Upcoding is one of the most expensive billing problems a patient can face, and one of the most disputable, because it leaves a paper trail in the codes themselves.
Coding, and miscoding
Every service is billed under a standardized code (CPT or HCPCS) that maps to a price. Upcoding is when a provider bills under a more intensive, higher-paying code than the actual service warranted.
A common example
Emergency visits are billed across acuity levels. A straightforward visit billed at the highest level (CPT 99285) instead of a lower one can multiply the charge, and that gap is exactly what a dispute letter can target.
How to spot it
- Compare the code billed against what actually happened during your visit.

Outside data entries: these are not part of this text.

/// Like [`has_tainted_imports`] but scoped to files matching a glob.
pub fn has_tainted_imports_for_glob(
    root: &Path,
    folder: &str,
    glob: &globset::GlobMatcher,
    upstream_taint: &TaintMap,
    ignore: &crate::project_config::IgnoreSet,
    include_css: bool,
) -> bool {
    has_tainted_imports_matching(root, folder, upstream_taint, ignore, include_css, Some(glob))
}

fn has_tainted_imports_matching(
    root: &Path,
    folder: &str,
    upstream_taint: &TaintMap,
    ignore: &crate::project_config::IgnoreSet,
    include_css: bool,
    glob: Option<&globset::GlobMatcher>,
) -> bool {
    if upstream_taint.is_empty() {
        return false;
    }
    let Ok(files) = glob_source_files(root, folder) else {
        return false;
    };
    for rel in files {
        if let Some(matcher) = glob {
            if !matcher.is_match(&rel) {
                continue;
            }
        }
        if ignore.is_ignored(&rel) {
            continue;
        }
        let full = root.join(folder).join(&rel);
        let Ok(analysis) = impactmap_tsparse::parse_file(&full) else {
            continue;
        };
        for import in &analysis.imports {
            if import.source.starts_with('.') {
                continue;
            }
            // Exact specifier first, then subpath prefix (an import of
            // `@acme/foo/icons/arrow` falls under the `@acme/foo/icons`
            // taint entry).
            let affected_names = upstream_taint
                .get(&import.source)
                .or_else(|| {
                    upstream_taint
                        .iter()
                        .find(|(key, _)| {
                            import.source
                                .strip_prefix(key.as_str())
                                .is_some_and(|rest| rest.starts_with('/'))
                        })
                        .map(|(_, names)| names)
                })
                .filter(|names| !names.is_empty());
            match affected_names {
                None => {
                    if include_css && matches_css_taint(&import.source, upstream_taint) {
                        debug!(folder, source = %import.source, "matched CSS taint");
                        return true;
                    }
                }
                Some(affected_names) => {
                    if import.names.is_empty() {
                        return true;
                    }
                    for name in &import.names {
                        if name.is_namespace() || affected_names.contains(&name.orig) {
                            return true;
                        }
                    }
                }
            }
        }
    }

    if include_css {
        let scss_files = crate::css::glob_style_files(root, folder);
        for rel in scss_files {
            if let Some(matcher) = glob {
                if !matcher.is_match(&rel) {
                    continue;
                }
            }
            if ignore.is_ignored(&rel) {
                continue;
            }
            let uses = crate::css::parse_scss_uses(&root.join(folder).join(&rel));
            for spec in uses {
                if matches_css_taint(&spec, upstream_taint) {
                    debug!(folder, %spec, "matched CSS taint via SCSS use");
                    return true;
                }
            }
        }
    }

    false
}
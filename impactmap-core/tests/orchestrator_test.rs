mod common;

use std::path::Path;
use std::process::Command;

use tempfile::TempDir;

use common::write_file;
use impactmap_core::orchestrator::{run, RunOptions};

fn git(root: &Path, args: &[&str]) {
    let status = Command::new("git")
        .args(args)
        .current_dir(root)
        .status()
        .expect("git available");
    assert!(status.success(), "git {args:?} failed");
}

/// Seeds a repo with one library, one e2e target importing `foo` from it,
/// and commits the baseline. Comparisons run against HEAD, so later
/// working-tree edits are the change set.
fn setup_repo(temp: &TempDir) {
    let root = temp.path();
    write_file(
        root,
        "rush.json",
        r#"{
  "projects": [
    { "packageName": "@acme/lib", "projectFolder": "libs/lib" },
    { "packageName": "@acme/dash-e2e", "projectFolder": "e2e/dash" }
  ]
}"#,
    );
    write_file(
        root,
        "libs/lib/package.json",
        r#"{ "name": "@acme/lib", "module": "esm/index.js" }"#,
    );
    write_file(
        root,
        "libs/lib/src/index.ts",
        "export { foo } from \"./foo\";\nexport { bar } from \"./bar\";\n",
    );
    write_file(
        root,
        "libs/lib/src/foo.ts",
        "export function foo() { return 1; }\n",
    );
    write_file(
        root,
        "libs/lib/src/bar.ts",
        "export function bar() { return 1; }\n",
    );
    write_file(
        root,
        "e2e/dash/package.json",
        r#"{ "name": "@acme/dash-e2e", "dependencies": { "@acme/lib": "workspace:*" } }"#,
    );
    write_file(
        root,
        "e2e/dash/.goodchangesrc.json",
        r#"{ "targets": [{ "type": "target" }] }"#,
    );
    write_file(
        root,
        "e2e/dash/src/spec.ts",
        "import { foo } from \"@acme/lib\";\nexport const check = foo();\n",
    );

    git(root, &["init", "--quiet"]);
    git(root, &["add", "."]);
    git(
        root,
        &[
            "-c",
            "user.email=ci@example.com",
            "-c",
            "user.name=ci",
            "commit",
            "--quiet",
            "-m",
            "baseline",
        ],
    );
}

fn options(root: &Path) -> RunOptions {
    let mut opts = RunOptions::new(root);
    // HEAD as the comparison branch makes the working tree the change set.
    opts.compare_branch = "HEAD".to_string();
    opts
}

#[test]
fn test_edited_imported_symbol_triggers_target() {
    let temp = TempDir::new().unwrap();
    setup_repo(&temp);

    write_file(
        temp.path(),
        "libs/lib/src/foo.ts",
        "export function foo() { return 999; }\n",
    );

    let hits = run(&options(temp.path())).unwrap();
    assert_eq!(hits.len(), 1);
    assert_eq!(hits[0].name, "@acme/dash-e2e");
    assert_eq!(
        serde_json::to_string(&hits).unwrap(),
        r#"[{"name":"@acme/dash-e2e"}]"#
    );
}

#[test]
fn test_edited_unimported_symbol_is_quiet() {
    let temp = TempDir::new().unwrap();
    setup_repo(&temp);

    // The e2e project imports only `foo`; editing `bar` changes nothing for it.
    write_file(
        temp.path(),
        "libs/lib/src/bar.ts",
        "export function bar() { return 999; }\n",
    );

    let hits = run(&options(temp.path())).unwrap();
    assert!(hits.is_empty());
}

#[test]
fn test_no_changes_yield_empty_output() {
    let temp = TempDir::new().unwrap();
    setup_repo(&temp);

    let hits = run(&options(temp.path())).unwrap();
    assert!(hits.is_empty());
}

#[test]
fn test_comment_only_edit_is_quiet() {
    let temp = TempDir::new().unwrap();
    setup_repo(&temp);

    write_file(
        temp.path(),
        "libs/lib/src/foo.ts",
        "// upcoming work\nexport function foo() { return 1; }\n",
    );

    let hits = run(&options(temp.path())).unwrap();
    assert!(hits.is_empty());
}

#[test]
fn test_missing_workspace_manifest_is_fatal() {
    let temp = TempDir::new().unwrap();
    git(temp.path(), &["init", "--quiet"]);
    write_file(temp.path(), "README.md", "x\n");
    git(temp.path(), &["add", "."]);
    git(
        temp.path(),
        &[
            "-c",
            "user.email=ci@example.com",
            "-c",
            "user.name=ci",
            "commit",
            "--quiet",
            "-m",
            "baseline",
        ],
    );

    assert!(run(&options(temp.path())).is_err());
}
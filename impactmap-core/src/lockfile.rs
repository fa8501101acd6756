//! pnpm lockfile differencing.
//!
//! The importers table of `pnpm-lock.yaml` is walked with an indent state
//! machine that maps every line to the importer and dependency it belongs
//! to. Intersecting that map with the changed-line set of the lockfile diff
//! yields, per project, the set of external dependencies whose resolution
//! changed. Workspace-linked deps (`version: link:...`) are excluded; those
//! flow through the workspace dependency graph instead.

use std::path::{Path, PathBuf};

use rustc_hash::{FxHashMap, FxHashSet};
use serde::Deserialize;

use crate::diff::parse_changed_lines;
use crate::path_utils::normalize;

#[derive(Debug, Clone)]
struct DepLine {
    importer: String,
    dep_name: String,
}

/// Per-importer external dependency changes, keyed by repo-relative project
/// folder.
pub type DepChanges = FxHashMap<String, FxHashSet<String>>;

/// Finds projects whose direct external dependencies changed, given the
/// current lockfile content and its diff against the baseline. Importer
/// paths inside the lockfile are relative to `common/temp/<subspace>/`.
pub fn find_dep_affected_projects(content: &str, subspace: &str, diff_text: &str) -> DepChanges {
    let mut result = DepChanges::default();
    if diff_text.is_empty() {
        return result;
    }

    let importer_base = PathBuf::from("common").join("temp").join(subspace);
    let (line_map, workspace_deps) = build_importer_dep_line_map(content, &importer_base);
    let changed_lines = parse_changed_lines(diff_text);

    for line in changed_lines {
        let Some(info) = line_map.get(&line) else {
            continue;
        };
        if info.importer.is_empty() || info.dep_name.is_empty() {
            continue;
        }
        if workspace_deps
            .get(&info.importer)
            .is_some_and(|deps| deps.contains(&info.dep_name))
        {
            continue;
        }
        result
            .entry(info.importer.clone())
            .or_default()
            .insert(info.dep_name.clone());
    }
    result
}

/// Builds the line-number → (importer, dep) map for the importers section,
/// plus the set of workspace-linked deps per importer.
fn build_importer_dep_line_map(
    content: &str,
    importer_base: &Path,
) -> (FxHashMap<usize, DepLine>, FxHashMap<String, FxHashSet<String>>) {
    let mut line_map: FxHashMap<usize, DepLine> = FxHashMap::default();
    let mut workspace_deps: FxHashMap<String, FxHashSet<String>> = FxHashMap::default();

    let mut in_importers = false;
    let mut current_importer = String::new();
    let mut in_dep_section = false;
    let mut current_dep = String::new();

    for (idx, line) in content.lines().enumerate() {
        let line_num = idx + 1;
        let indent = line.len() - line.trim_start_matches(' ').len();
        let trimmed = line.trim();

        if trimmed.is_empty() || trimmed.starts_with('#') {
            continue;
        }

        if indent == 0 {
            if line.starts_with("importers:") {
                in_importers = true;
                current_importer.clear();
                in_dep_section = false;
                current_dep.clear();
            } else if in_importers {
                break;
            }
            continue;
        }

        if !in_importers {
            continue;
        }

        match indent {
            2 => {
                // Importer path, e.g. `  ../../../apps/dash:`
                let Some(raw) = trimmed.strip_suffix(':') else {
                    continue;
                };
                let raw = raw.trim_matches(|c| c == '\'' || c == '"');
                if raw == "." {
                    current_importer.clear();
                } else {
                    let resolved = normalize(&importer_base.join(raw));
                    current_importer = resolved.to_string_lossy().replace('\\', "/");
                }
                in_dep_section = false;
                current_dep.clear();
            }
            4 => {
                if current_importer.is_empty() {
                    continue;
                }
                in_dep_section = matches!(
                    trimmed,
                    "dependencies:" | "devDependencies:" | "optionalDependencies:"
                );
                current_dep.clear();
            }
            6 => {
                if !in_dep_section || current_importer.is_empty() {
                    continue;
                }
                let Some(name) = trimmed.strip_suffix(':') else {
                    continue;
                };
                current_dep = name.trim_matches(|c| c == '\'' || c == '"').to_string();
                // Map the name line too, for deps added or removed outright.
                line_map.insert(
                    line_num,
                    DepLine {
                        importer: current_importer.clone(),
                        dep_name: current_dep.clone(),
                    },
                );
            }
            _ if indent >= 8 => {
                if !in_dep_section || current_importer.is_empty() || current_dep.is_empty() {
                    continue;
                }
                line_map.insert(
                    line_num,
                    DepLine {
                        importer: current_importer.clone(),
                        dep_name: current_dep.clone(),
                    },
                );
                if let Some(version) = trimmed.strip_prefix("version:") {
                    let version = version.trim().trim_matches(|c| c == '\'' || c == '"');
                    if version.starts_with("link:") {
                        workspace_deps
                            .entry(current_importer.clone())
                            .or_default()
                            .insert(current_dep.clone());
                    }
                }
            }
            _ => {}
        }
    }

    (line_map, workspace_deps)
}

#[derive(Deserialize)]
struct LockfileHeader {
    #[serde(rename = "lockfileVersion")]
    lockfile_version: Option<serde_yaml::Value>,
}

/// Extracts the `lockfileVersion` scalar, or an empty string when absent or
/// unparseable.
pub fn parse_lockfile_version(content: &str) -> String {
    let Ok(header) = serde_yaml::from_str::<LockfileHeader>(content) else {
        return String::new();
    };
    match header.lockfile_version {
        Some(serde_yaml::Value::String(s)) => s,
        Some(serde_yaml::Value::Number(n)) => n.to_string(),
        _ => String::new(),
    }
}
//! Parsing source files into analysis records.

use std::fs;
use std::path::Path;

use tree_sitter::{Node, Parser, Tree};

use crate::error::{Error, Result};

/// Declaration kinds tracked by the analyzer.
#[derive(Debug, Clone, Copy, PartialEq, Eq, Hash)]
pub enum SymbolKind {
    Function,
    Class,
    Interface,
    Type,
    Variable,
    Enum,
}

/// A top-level symbol declaration with its source line span.
#[derive(Debug, Clone)]
pub struct SymbolDecl {
    pub name: String,
    pub kind: SymbolKind,
    /// 1-based, inclusive.
    pub start_line: usize,
    /// 1-based, inclusive.
    pub end_line: usize,
    pub is_exported: bool,
    pub export_name: String,
    /// True for interface and type-alias declarations.
    pub is_type_only: bool,
}

/// One imported binding: the name as exported by the source module and the
/// local binding name. A namespace import uses `orig == "*"` and a local name
/// of the form `"*:alias"`.
#[derive(Debug, Clone, PartialEq, Eq)]
pub struct ImportName {
    pub orig: String,
    pub local: String,
}

impl ImportName {
    pub fn plain(name: impl Into<String>) -> Self {
        let name = name.into();
        Self {
            orig: name.clone(),
            local: name,
        }
    }

    pub fn is_namespace(&self) -> bool {
        self.orig == "*"
    }

    /// The local binding name with the namespace sentinel stripped.
    pub fn local_binding(&self) -> &str {
        self.local.strip_prefix("*:").unwrap_or(&self.local)
    }
}

/// An import declaration. `names` is empty for side-effect imports.
#[derive(Debug, Clone)]
pub struct Import {
    /// The raw module specifier, quotes stripped.
    pub source: String,
    pub names: Vec<ImportName>,
}

/// An export declaration. `source` is empty for exports of local bindings.
#[derive(Debug, Clone)]
pub struct Export {
    /// The publicly visible name (`"default"` for default exports, `"*"` for
    /// star re-exports).
    pub name: String,
    /// The local (or upstream) binding name behind the export.
    pub local_name: String,
    /// Re-export source specifier, empty for local exports.
    pub source: String,
    pub is_type_only: bool,
    /// True for `export * from "..."`.
    pub is_star: bool,
}

/// The analysis record for one source file.
pub struct FileAnalysis {
    pub path: String,
    pub text: String,
    pub imports: Vec<Import>,
    pub exports: Vec<Export>,
    pub symbols: Vec<SymbolDecl>,
    tree: Tree,
    line_offsets: Vec<usize>,
}

impl FileAnalysis {
    /// The parse tree for this file. Used by the AST differ only.
    pub fn tree(&self) -> &Tree {
        &self.tree
    }

    /// Returns the text between the given 1-based inclusive line numbers.
    pub fn text_for_lines(&self, start_line: usize, end_line: usize) -> &str {
        let start = if start_line >= 1 && start_line - 1 < self.line_offsets.len() {
            self.line_offsets[start_line - 1]
        } else {
            0
        };
        let end = if end_line < self.line_offsets.len() {
            self.line_offsets[end_line]
        } else {
            self.text.len()
        };
        &self.text[start.min(self.text.len())..end.min(self.text.len())]
    }
}
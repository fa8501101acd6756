//! Unified-diff parsing.
//!
//! Only the new-side line coordinates matter here: changed line ranges are
//! later intersected with symbol spans and lockfile line maps, both of which
//! are read from the current working tree.

use regex::Regex;

/// A 1-based inclusive line range in the new revision of a file.
#[derive(Debug, Clone, Copy, PartialEq, Eq)]
pub struct LineRange {
    pub start: usize,
    pub end: usize,
}

#[derive(Debug, Clone)]
pub struct FileDiff {
    pub path: String,
    pub changed_lines: Vec<LineRange>,
}

fn hunk_header_regex() -> Regex {
    // @@ -a,b +c,d @@; the old-side coordinates are irrelevant.
    Regex::new(r"^@@ -\d+(?:,\d+)? \+(\d+)(?:,(\d+))? @@").expect("valid hunk regex")
}

/// Parses a unified diff into per-file changed line ranges (new side).
/// A hunk `@@ -a,b +c,d @@` yields `[c, c + max(d, 1) - 1]`; an omitted `d`
/// is treated as 1.
pub fn parse_files(diff: &str) -> Vec<FileDiff> {
    let hunk_re = hunk_header_regex();
    let mut result: Vec<FileDiff> = Vec::new();

    for line in diff.lines() {
        if let Some(path) = line.strip_prefix("+++ b/") {
            result.push(FileDiff {
                path: path.to_string(),
                changed_lines: Vec::new(),
            });
            continue;
        }
        let Some(current) = result.last_mut() else {
            continue;
        };
        if let Some(caps) = hunk_re.captures(line) {
            let start: usize = caps[1].parse().unwrap_or(0);
            if start == 0 {
                continue;
            }
            let count: usize = caps
                .get(2)
                .and_then(|m| m.as_str().parse().ok())
                .unwrap_or(1)
                .max(1);
            current.changed_lines.push(LineRange {
                start,
                end: start + count - 1,
            });
        }
    }
    result
}

/// Extracts the new-side line numbers of added lines from a unified diff,
/// tracking position through context lines between hunk headers.
pub fn parse_changed_lines(diff: &str) -> Vec<usize> {
    let hunk_re = hunk_header_regex();
    let mut result = Vec::new();
    let mut new_line = 0usize;

    for line in diff.lines() {
        if line.starts_with("@@") {
            if let Some(caps) = hunk_re.captures(line) {
                let start: usize = caps[1].parse().unwrap_or(0);
                if start > 0 {
                    new_line = start - 1;
                }
            }
            continue;
        }
        if new_line == 0 {
            continue;
        }
        if line.starts_with('-') {
            continue;
        }
        new_line += 1;
        if line.starts_with('+') {
            result.push(new_line);
        }
    }
    result
}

- Check the billed amount against the Medicare benchmark for that code, a large gap is a red flag.
- Watch for the highest-acuity code on a routine visit.
You don't need to memorize the code set. Solomon checks each code on your bill against benchmarks and flags likely upcoding, then drafts the dispute citing the specific code and the gap.
Stop guessing. See your bill, line by line.
Solomon scans every charge against current benchmarks, flags the errors and overcharges, and writes the dispute letter they will answer.
Analyze My Bill →Common questions
Is upcoding always intentional fraud?
Not necessarily, some upcoding is clerical error. Either way, the result is the same overcharge, and either way you can dispute it by pointing to the mismatch between the code and the care.
How do I prove a charge was upcoded?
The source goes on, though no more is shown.